╔══
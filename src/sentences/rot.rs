#[cfg(feature = "serde")]
use serde::{Deserialize, Serialize};

use crate::error::Error;
use crate::field::{FieldName, cast, encode};
use crate::frame;
use crate::talker::TalkerId;

use super::{SentenceId, Status, message_ops};

/// ROT - Rate Of Turn
///
/// <https://gpsd.gitlab.io/gpsd/NMEA.html#_rot_rate_of_turn>
///
/// ```text
///         1   2
///         |   |
///  $--ROT,x.x,A*hh<CR><LF>
/// ```
///
/// Rate is degrees per minute, negative when the bow turns to port.
#[cfg_attr(feature = "serde", derive(Serialize, Deserialize))]
#[cfg_attr(feature = "serde", serde(rename_all = "camelCase"))]
#[derive(Debug, Clone, Default, PartialEq)]
pub struct ROT {
    /// Talker of the sentence, serialized as the `--` placeholder when absent
    pub talker_id: Option<TalkerId>,
    /// Rate of turn in degrees per minute
    pub rate_of_turn: Option<f32>,
    /// Validity of the reading
    pub status: Option<Status>,
}

impl ROT {
    /// Logical field schema, in list-shape binding order.
    pub const FIELDS: &'static [FieldName] = &[FieldName::RateOfTurn, FieldName::Status];

    pub(crate) fn from_wire(talker: Option<TalkerId>, tokens: &[&str]) -> Result<Self, Error> {
        if tokens.len() != 2 {
            return Err(Error::FieldCount {
                expected: 2,
                found: tokens.len(),
            });
        }

        Ok(Self {
            talker_id: talker,
            ..Self::from_fields(tokens)
        })
    }

    fn from_fields(tokens: &[&str]) -> Self {
        Self {
            talker_id: None,
            rate_of_turn: cast(tokens[0]),
            status: cast(tokens[1]),
        }
    }

    fn wire_body(&self) -> String {
        format!(
            "{},{},{}",
            frame::address(self.talker_id, SentenceId::ROT.as_str()),
            encode::float(self.rate_of_turn, 7, 3),
            encode::letter(self.status.map(|status| status.as_char())),
        )
    }
}

message_ops!(ROT, SentenceId::ROT);

#[cfg(test)]
mod tests {
    use super::*;
    use crate::checksum;

    #[test]
    fn test_rot_parsing() {
        let rot = ROT::from_text("$HEROT,-11.23,A*07").unwrap();

        assert_eq!(rot.talker_id, Some(TalkerId::HE));
        assert_eq!(rot.rate_of_turn, Some(-11.23));
        assert_eq!(rot.status, Some(Status::Valid));

        assert_eq!(rot.to_sentence(), frame::seal("HEROT,-11.230,A"));
    }

    #[test]
    fn test_rot_soft_nulls() {
        let rot = ROT::from_text(&frame::seal("HEROT,fast,B")).unwrap();

        assert_eq!(rot.rate_of_turn, None);
        assert_eq!(rot.status, None);
        assert_eq!(rot.to_sentence(), frame::seal("HEROT,,"));
    }

    #[test]
    fn test_rot_rejects_wrong_cardinality() {
        for body in ["HEROT,-11.23", "HEROT,-11.23,A,extra"] {
            let result = ROT::from_text(&frame::seal(body));
            assert!(
                matches!(result, Err(Error::FieldCount { expected: 2, .. })),
                "Failed: {body:?}\n\t{result:?}"
            );
        }
    }

    #[test]
    fn test_rot_from_tokens() {
        let canonical_body = "--ROT,-11.230,A";
        let declared = checksum::to_hex(checksum::compute(canonical_body));

        let rot = ROT::from_tokens(&["-11.23", "A", declared.as_str()]).unwrap();

        assert_eq!(rot.rate_of_turn, Some(-11.23));
        assert_eq!(rot.to_sentence(), frame::seal(canonical_body));
    }
}
#[cfg(feature = "serde")]
use serde::{Deserialize, Serialize};

use crate::error::Error;
use crate::field::{self, FieldName, cast, encode};
use crate::frame;
use crate::talker::TalkerId;

use super::{FaaMode, SentenceId, message_ops};

/// VTG - Track Made Good and Ground Speed
///
/// <https://gpsd.gitlab.io/gpsd/NMEA.html#_vtg_track_made_good_and_ground_speed>
///
/// ```text
///          1   2 3   4 5   6 7   8 9  10
///          |   | |   | |   | |   | |  |
///  $--VTG,x.x,T,x.x,M,x.x,N,x.x,K,m*hh<CR><LF>
/// ```
///
/// Each value travels with a fixed unit letter (`T`, `M`, `N`, `K`). The
/// letters are structure, not data: they are always emitted, and on the
/// way in a value whose letter is wrong or missing reads as absent. The
/// trailing FAA mode is the NMEA 2.3 addition and both layouts are
/// accepted, as in [`RMC`](crate::RMC).
#[cfg_attr(feature = "serde", derive(Serialize, Deserialize))]
#[cfg_attr(feature = "serde", serde(rename_all = "camelCase"))]
#[derive(Debug, Clone, Default, PartialEq)]
pub struct VTG {
    /// Talker of the sentence, serialized as the `--` placeholder when absent
    pub talker_id: Option<TalkerId>,
    /// Course over ground in degrees true
    pub course_over_ground_true: Option<f32>,
    /// Course over ground in degrees magnetic
    pub course_over_ground_magnetic: Option<f32>,
    /// Speed over ground in knots
    pub speed_over_ground_knots: Option<f32>,
    /// Speed over ground in kilometers per hour
    pub speed_over_ground_kmh: Option<f32>,
    /// FAA mode indicator
    pub faa_mode: FaaMode,
}

impl VTG {
    /// Logical field schema, in list-shape binding order.
    pub const FIELDS: &'static [FieldName] = &[
        FieldName::CourseTrue,
        FieldName::CourseMagnetic,
        FieldName::SpeedKnots,
        FieldName::SpeedKmh,
        FieldName::FaaMode,
    ];

    pub(crate) fn from_wire(talker: Option<TalkerId>, tokens: &[&str]) -> Result<Self, Error> {
        let faa_token = match tokens.len() {
            8 => "",
            9 => tokens[8],
            found => {
                return Err(Error::FieldCount {
                    expected: 9,
                    found,
                });
            }
        };

        Ok(Self {
            talker_id: talker,
            course_over_ground_true: field::with_unit(tokens[0], tokens[1], 'T'),
            course_over_ground_magnetic: field::with_unit(tokens[2], tokens[3], 'M'),
            speed_over_ground_knots: field::with_unit(tokens[4], tokens[5], 'N'),
            speed_over_ground_kmh: field::with_unit(tokens[6], tokens[7], 'K'),
            faa_mode: cast(faa_token).unwrap_or_default(),
        })
    }

    fn from_fields(tokens: &[&str]) -> Self {
        Self {
            talker_id: None,
            course_over_ground_true: cast(tokens[0]),
            course_over_ground_magnetic: cast(tokens[1]),
            speed_over_ground_knots: cast(tokens[2]),
            speed_over_ground_kmh: cast(tokens[3]),
            faa_mode: cast(tokens[4]).unwrap_or_default(),
        }
    }

    fn wire_body(&self) -> String {
        format!(
            "{},{},T,{},M,{},N,{},K,{}",
            frame::address(self.talker_id, SentenceId::VTG.as_str()),
            encode::float(self.course_over_ground_true, 5, 2),
            encode::float(self.course_over_ground_magnetic, 5, 2),
            encode::float(self.speed_over_ground_knots, 4, 2),
            encode::float(self.speed_over_ground_kmh, 4, 2),
            self.faa_mode.as_char(),
        )
    }
}

message_ops!(VTG, SentenceId::VTG);
//! # Checksum Engine
//!
//! XOR checksum computation and validation for NMEA 0183 sentences.
//!
//! The NMEA 0183 checksum is the XOR of every byte between the `$` prefix and
//! the `*` delimiter (both excluded), rendered as a two-digit hexadecimal
//! number. This module never trusts a checksum carried by input data:
//! serialization always recomputes from the outgoing body, and validation
//! always recomputes from the received body before comparing.

/// Calculates the XOR checksum of a sentence body.
///
/// The body is everything between the `$` prefix and the `*` delimiter,
/// excluding both. Folding XOR over an empty body yields `0`.
///
/// # Examples
///
/// ```rust
/// use nmea0183_codec::checksum::compute;
///
/// assert_eq!(compute("GPGGA,123456,data"), 0x41);
/// assert_eq!(
///     compute("GPGGA,123519,4807.038,N,01131.000,E,1,08,0.9,545.4,M,46.9,M,,"),
///     0x47,
/// );
/// assert_eq!(compute(""), 0x00);
/// ```
pub fn compute(body: &str) -> u8 {
    body.bytes().fold(0u8, |accumulated_xor, byte| accumulated_xor ^ byte)
}

/// Formats a checksum value as a two-digit lowercase hexadecimal string.
///
/// The output is always exactly two digits, zero-padded. Lowercase is the
/// published rendering; [`hex_pair`] accepts either case on input.
///
/// # Examples
///
/// ```rust
/// use nmea0183_codec::checksum::to_hex;
///
/// assert_eq!(to_hex(0x47), "47");
/// assert_eq!(to_hex(0x0a), "0a");
/// assert_eq!(to_hex(0xff), "ff");
/// ```
pub fn to_hex(checksum: u8) -> String {
    format!("{checksum:02x}")
}

/// Verifies the checksum of a complete sentence.
///
/// Strips one leading `$` if present, splits at the *first* `*`, and
/// compares the checksum computed over the left-hand side against the
/// declared hexadecimal value on the right. Trailing whitespace after the
/// declared digits is tolerated.
///
/// Returns `false` for a missing `*` delimiter, a declared value that is
/// not exactly two hexadecimal digits, or a mismatch. Never panics.
///
/// # Examples
///
/// ```rust
/// use nmea0183_codec::checksum::validate;
///
/// assert!(validate("$GPGGA,123456,data*41"));
/// assert!(validate("GPGGA,123456,data*41"));
/// assert!(validate("$GPGGA,123456,data*41\r\n"));
/// assert!(!validate("$GPGGA,123456,data*42"));
/// assert!(!validate("$GPGGA,123456,data"));
/// ```
pub fn validate(sentence: &str) -> bool {
    let body = sentence.strip_prefix('$').unwrap_or(sentence);

    match body.split_once('*') {
        Some((body, declared)) => {
            let declared = declared.trim_end();
            match hex_pair(declared) {
                Some(declared) => compute(body) == declared,
                None => false,
            }
        }
        None => false,
    }
}

/// Parses a checksum token: exactly two hexadecimal digits, either case.
///
/// `u8::from_str_radix` alone would admit sign prefixes such as `"+f"`,
/// so the digits are checked first.
pub(crate) fn hex_pair(token: &str) -> Option<u8> {
    let bytes = token.as_bytes();
    if bytes.len() != 2 || !bytes.iter().all(u8::is_ascii_hexdigit) {
        return None;
    }

    u8::from_str_radix(token, 16).ok()
}

#[cfg(test)]
mod tests {
    use super::*;

    #[test]
    fn test_compute_known_bodies() {
        assert_eq!(compute(""), 0);
        assert_eq!(compute("GPGGA,123456,data"), 0x41);
        assert_eq!(
            compute("GPRMC,123519,A,4807.038,N,01131.000,E,022.4,084.4,230394,003.1,W"),
            0x6a,
        );
    }

    #[test]
    fn test_compute_is_order_sensitive() {
        assert_ne!(compute("GPGGA,12"), compute("GPGGA,21"));
    }

    #[test]
    fn test_to_hex_width_and_case() {
        assert_eq!(to_hex(0x00), "00");
        assert_eq!(to_hex(0x07), "07");
        assert_eq!(to_hex(0x6a), "6a");
        assert_eq!(to_hex(0xff), "ff");
    }

    #[test]
    fn test_validate() {
        let cases = [
            "$GPGGA,123456,data*41",
            "GPGGA,123456,data*41",
            "$GPGGA,123456,data*41\r\n",
            "$GPGGA,123456,data*41 \r\n",
            "$GPGGA,123519,4807.038,N,01131.000,E,1,08,0.9,545.4,M,46.9,M,,*47",
        ];

        for &sentence in &cases {
            assert!(validate(sentence), "Failed: {sentence:?}");
        }

        let cases = [
            "$GPGGA,123456,data*42",  // wrong value
            "$GPGGA,123456,data",     // no delimiter
            "$GPGGA,123456,data*",    // empty token
            "$GPGGA,123456,data*4",   // one digit
            "$GPGGA,123456,data*411", // three digits
            "$GPGGA,123456,data*4x",  // not hex
            "",
        ];

        for &sentence in &cases {
            assert!(!validate(sentence), "Failed: {sentence:?}");
        }
    }

    #[test]
    fn test_validate_splits_at_first_star() {
        // Everything after the first '*' is the declared value; a second
        // '*' cannot re-frame the body.
        assert!(!validate("$AB*CD*12"));
    }

    #[test]
    fn test_hex_pair() {
        assert_eq!(hex_pair("47"), Some(0x47));
        assert_eq!(hex_pair("6A"), Some(0x6a));
        assert_eq!(hex_pair("6a"), Some(0x6a));
        assert_eq!(hex_pair("00"), Some(0x00));
        assert_eq!(hex_pair("+f"), None);
        assert_eq!(hex_pair("4"), None);
        assert_eq!(hex_pair("471"), None);
        assert_eq!(hex_pair(""), None);
        assert_eq!(hex_pair("g1"), None);
    }
}
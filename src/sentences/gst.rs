#[cfg(feature = "serde")]
use serde::{Deserialize, Serialize};

use crate::error::Error;
use crate::field::{FieldName, cast, encode};
use crate::frame;
use crate::talker::TalkerId;

use super::{SentenceId, message_ops};

/// GST - GPS Pseudorange Noise Statistics
///
/// <https://gpsd.gitlab.io/gpsd/NMEA.html#_gst_gps_pseudorange_noise_statistics>
///
/// ```text
///         1         2   3   4   5   6   7   8
///         |         |   |   |   |   |   |   |
///  $--GST,hhmmss.ss,x.x,x.x,x.x,x.x,x.x,x.x,x.x*hh<CR><LF>
/// ```
#[cfg_attr(feature = "serde", derive(Serialize, Deserialize))]
#[cfg_attr(feature = "serde", serde(rename_all = "camelCase"))]
#[derive(Debug, Clone, Default, PartialEq)]
pub struct GST {
    /// Talker of the sentence, serialized as the `--` placeholder when absent
    pub talker_id: Option<TalkerId>,
    /// Time of the associated fix in UTC
    pub fix_time: Option<time::Time>,
    /// RMS value of the pseudorange residuals in meters
    pub rms_std_dev: Option<f32>,
    /// Standard deviation of the error ellipse semi-major axis in meters
    pub semi_major_std_dev: Option<f32>,
    /// Standard deviation of the error ellipse semi-minor axis in meters
    pub semi_minor_std_dev: Option<f32>,
    /// Orientation of the semi-major axis in degrees true
    pub orientation: Option<f32>,
    /// Standard deviation of the latitude error in meters
    pub lat_std_dev: Option<f32>,
    /// Standard deviation of the longitude error in meters
    pub lon_std_dev: Option<f32>,
    /// Standard deviation of the altitude error in meters
    pub alt_std_dev: Option<f32>,
}

impl GST {
    /// Logical field schema, in list-shape binding order.
    pub const FIELDS: &'static [FieldName] = &[
        FieldName::Time,
        FieldName::RmsStdDev,
        FieldName::SemiMajorStdDev,
        FieldName::SemiMinorStdDev,
        FieldName::Orientation,
        FieldName::LatStdDev,
        FieldName::LonStdDev,
        FieldName::AltStdDev,
    ];

    pub(crate) fn from_wire(talker: Option<TalkerId>, tokens: &[&str]) -> Result<Self, Error> {
        if tokens.len() != 8 {
            return Err(Error::FieldCount {
                expected: 8,
                found: tokens.len(),
            });
        }

        Ok(Self {
            talker_id: talker,
            ..Self::from_fields(tokens)
        })
    }

    fn from_fields(tokens: &[&str]) -> Self {
        Self {
            talker_id: None,
            fix_time: cast(tokens[0]),
            rms_std_dev: cast(tokens[1]),
            semi_major_std_dev: cast(tokens[2]),
            semi_minor_std_dev: cast(tokens[3]),
            orientation: cast(tokens[4]),
            lat_std_dev: cast(tokens[5]),
            lon_std_dev: cast(tokens[6]),
            alt_std_dev: cast(tokens[7]),
        }
    }

    fn wire_body(&self) -> String {
        format!(
            "{},{},{},{},{},{},{},{},{}",
            frame::address(self.talker_id, SentenceId::GST.as_str()),
            encode::time(self.fix_time),
            encode::plain(self.rms_std_dev, 1),
            encode::plain(self.semi_major_std_dev, 1),
            encode::plain(self.semi_minor_std_dev, 1),
            encode::plain(self.orientation, 1),
            encode::plain(self.lat_std_dev, 1),
            encode::plain(self.lon_std_dev, 1),
            encode::plain(self.alt_std_dev, 1),
        )
    }
}

message_ops!(GST, SentenceId::GST);

#[cfg(test)]
mod tests {
    use super::*;
    use crate::checksum;

    #[test]
    fn test_gst_parsing() {
        let body = "GPGST,172814.0,0.006,0.023,0.020,273.6,0.023,0.020,0.031";
        let gst = GST::from_text(&frame::seal(body)).unwrap();

        assert_eq!(gst.talker_id, Some(TalkerId::GP));
        assert_eq!(
            gst.fix_time,
            Some(time::Time::from_hms(17, 28, 14).unwrap())
        );
        assert_eq!(gst.rms_std_dev, Some(0.006));
        assert_eq!(gst.orientation, Some(273.6));
        assert_eq!(gst.alt_std_dev, Some(0.031));
    }

    #[test]
    fn test_gst_serializes_at_one_decimal() {
        let gst = GST {
            talker_id: Some(TalkerId::GN),
            fix_time: Some(time::Time::from_hms(17, 28, 14).unwrap()),
            rms_std_dev: Some(1.23),
            orientation: Some(273.6),
            ..GST::default()
        };

        assert_eq!(
            gst.to_sentence(),
            frame::seal("GNGST,172814,1.2,,,273.6,,,")
        );
    }

    #[test]
    fn test_gst_rejects_wrong_cardinality() {
        for body in ["GPGST,172814.0,0.006", "GPGST,172814.0,1,2,3,4,5,6,7,8"] {
            let result = GST::from_text(&frame::seal(body));
            assert!(
                matches!(result, Err(Error::FieldCount { expected: 8, .. })),
                "Failed: {body:?}\n\t{result:?}"
            );
        }
    }

    #[test]
    fn test_gst_from_tokens() {
        let canonical_body = "--GST,172814,0.5,0.3,0.2,273.6,0.3,0.2,0.5";
        let declared = checksum::to_hex(checksum::compute(canonical_body));

        let tokens = [
            "172814",
            "0.5",
            "0.3",
            "0.2",
            "273.6",
            "0.3",
            "0.2",
            "0.5",
            declared.as_str(),
        ];
        let gst = GST::from_tokens(&tokens).unwrap();

        assert_eq!(gst.semi_major_std_dev, Some(0.3));
        assert_eq!(gst.to_sentence(), frame::seal(canonical_body));
    }
}
// Lightwall - LED wall effect daemon
// Geometry mapping, effect engine, and OPC frame streaming

pub mod assets;
pub mod cli;
pub mod color;
pub mod command;
pub mod config;
pub mod driver;
pub mod effect;
pub mod font;
pub mod frame;
pub mod geometry;
pub mod opc;
pub mod particles;
pub mod server;

pub use color::Rgb;
pub use command::Command;
pub use config::Config;
pub use driver::StreamDriver;
pub use effect::{Effect, EffectEngine, EffectOutput, EngineConfig};
pub use geometry::{GridLayout, LedPoint};
pub use opc::{OpcClient, OpcMessage};
pub use particles::{Particle, ParticlePool, Vec2};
╚══
Work to be completed:
Lines in the data above may contain the word "address"; count them and give only the number.

Written solution:
3